P.B. Les cas sont différents, même s’il y a des points communs. Pesson a lu Dans de la nature et a souhaité me rencontrer pour que j’écrive le « livret poétique » de ce qui ne s’appelait pas encore Pastorale. Je crois même me rappeler qu’il a un instant songé au titre Dans de la nature pour son opéra. Je ne savais pas vraiment la forme que le travail prendrait. Il a utilisé des bouts de Dans de la nature et m’a aussi demandé d’écrire des textes dont il avait besoin, comme tel « monologue froid » du Céladon de l’Astrée. Pour les écrire, j’ai parfois écouté des musiques de Pesson, mais non systématiquement ; c’était plutôt une sorte de bain… Pas une dictée. Pour son adaptation de certains des Chants populaires, créée par le Chœur Accentus, Pesson a choisi des extraits, et je n’ai pas collaboré « activement ». Avec Maxime McKinley également le travail a été à double sens : il a notamment composé une pièce à partir des « Poèmes Schaeffner » dans Opéradiques. Il a aussi adapté Dans de la nature sous la forme d’un concerto pour l’Orchestre de Montréal… sans connaître encore Pastorale ! Etrange coïncidence. Je suis certain que l’expérience de « communication » avec des compositeurs a changé la nature du poème et la perception même de la musique, mais je ne sais bien en parler. Je suis encore dans un état de dépendance ou de refus de la dépendance qui ne permet pas de bien voir comment se produisent les effets…

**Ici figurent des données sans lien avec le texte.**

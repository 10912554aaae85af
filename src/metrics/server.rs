use actix_web::{web, App, HttpResponse, HttpServer, Responder};
use prometheus::{Encoder, Registry, TextEncoder};
use std::sync::Arc;

/// Start the metrics HTTP server.
/// This should be called in a separate thread/runtime to avoid conflicts.
pub async fn start_metrics_server(registry: Arc<Registry>, port: u16) -> std::io::Result<()> {
    tracing::info!("Starting metrics server on http://0.0.0.0:{}/metrics", port);

    HttpServer::new(move || {
        App::new()
            .app_data(web::Data::new(registry.clone()))
            .route("/metrics", web::get().to(metrics_handler))
            .route("/health", web::get().to(health_handler))
    })
    .bind(("0.0.0.0", port))?
    .run()
    .await
}

async fn metrics_handler(registry: web::Data<Arc<Registry>>) -> impl Responder {
    let encoder = TextEncoder::new();
    let metric_families = registry.gather();

    let mut buffer = Vec::new();
    if let Err(e) = encoder.encode(&metric_families, &mut buffer) {
        tracing::error!(error = %e, "Failed to encode metrics");
        return HttpResponse::InternalServerError().finish();
    }

    HttpResponse::Ok()
        .content_type("text/plain; version=0.0.4")
        .body(buffer)
}

async fn health_handler() -> impl Responder {
    HttpResponse::Ok().json(serde_json::json!({
        "status": "healthy",
        "service": "orderflow"
    }))
}
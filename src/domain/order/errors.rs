use rust_decimal::Decimal;

use crate::store::StoreError;

// ============================================================================
// Order Business Rule Errors
// ============================================================================

#[derive(Debug, thiserror::Error)]
pub enum OrderError {
    #[error("Order items cannot be empty")]
    EmptyItems,

    #[error("Invalid quantity {quantity} for product {code}")]
    InvalidQuantity { code: String, quantity: u32 },

    #[error("Invalid Product code: {0}")]
    InvalidProduct(String),

    #[error("Duplicate product code: {0}")]
    DuplicateProduct(String),

    #[error("Product price not matching for {code}: catalog price {expected}, received {submitted}")]
    PriceMismatch {
        code: String,
        expected: Decimal,
        submitted: Decimal,
    },

    #[error(transparent)]
    Store(#[from] StoreError),
}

L.G. Tandis que les compositeurs d’opéras font, le plus souvent appel à des dramaturges ou prosateurs (Joël Pommerat, Elfriede Jelinek etc.), peu de compositeurs d’aujourd’hui mettent en musique des poètes contemporains. Cela n’a pas toujours été le cas. On pense à Debussy qui a composé des mélodies sur des textes de Paul Verlaine ou de Stéphane Mallarmé ou à la collaboration entre Hans Werner Henze et Ingeborg Bachmann. Est-il important pour vous que des compositeurs vivants travaillent également avec des poètes de leur temps ?


P.B. Sans doute. Je sens pourtant une forme d’attirance, et un respect pour le poème chez des compositeurs comme Philippe Leroux ou Frédéric Durieux, par exemple. D’autres noms sont possibles, comme Aurélien Dumont.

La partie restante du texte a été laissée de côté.